Earth, Titan and Venus all have large amounts of $\mathrm{N_2}$ in their atmospheres. (In the case of Venus it's a small proportion, but Venus' atmosphere is very thick, and the total mass of $\mathrm{N_2}$ is greater than Earth's.) However, other planets and moons, and Mars in particular, have hardly any. Why is this?

$\mathrm{N_2}$ is a relatively light molecule, so I suppose it could be lost to space from smaller bodies. Did Mars start with a thick nitrogen atmosphere and then lose it? Or alternatively, is there some process that produced lots of $\mathrm{N_2}$ on Earth, Titan and Venus, which didn't occur on Mars or the other outer Solar system moons? If so, what is this process likely to be?
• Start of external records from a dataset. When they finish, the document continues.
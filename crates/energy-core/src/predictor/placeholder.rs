//! Demo estimator for running without a trained model
//!
//! Only used when configuration selects it explicitly. Every estimate it
//! produces is tagged [`EstimatorKind::Placeholder`].

use super::{ModelOutput, PredictiveModel};
use crate::error::InferenceError;
use crate::models::EstimatorKind;
use crate::params::FeatureVector;

/// Constant returned when no other value is configured (kWh/m²)
pub const DEFAULT_PLACEHOLDER_VALUE: f64 = 22.0;

/// Returns the same configured value for every row
#[derive(Debug, Clone)]
pub struct PlaceholderEstimator {
    value: f64,
}

impl PlaceholderEstimator {
    pub fn new(value: f64) -> Self {
        Self { value }
    }
}

impl Default for PlaceholderEstimator {
    fn default() -> Self {
        Self::new(DEFAULT_PLACEHOLDER_VALUE)
    }
}

impl PredictiveModel for PlaceholderEstimator {
    fn predict(&self, rows: &[FeatureVector]) -> Result<ModelOutput, InferenceError> {
        Ok(ModelOutput::Batch(vec![self.value; rows.len()]))
    }

    fn model_version(&self) -> &str {
        "placeholder"
    }

    fn kind(&self) -> EstimatorKind {
        EstimatorKind::Placeholder
    }
}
For Earth, Titan and Venus, I think there are continuing processes that are providing $\ce{N2}$ to the atmosphere of these planets.

Concerning the Earth, there is the well documented Nitrogen cycle based on flora. There are also other significant sources for nitrogen from inorganic processes.

Assuming the rock processes on Earth are also occurring on Titan and Venus, similar inorganic processes may be occurring on other worlds. I think it is a good educated guess even though we really have very very little hard evidence of rock processes other planets.

As for Mars, its thin atmosphere may indicate that is cannot hold onto $\ce{N2}$ and there may be very little $\ce{N2}$ currently being created on Mars.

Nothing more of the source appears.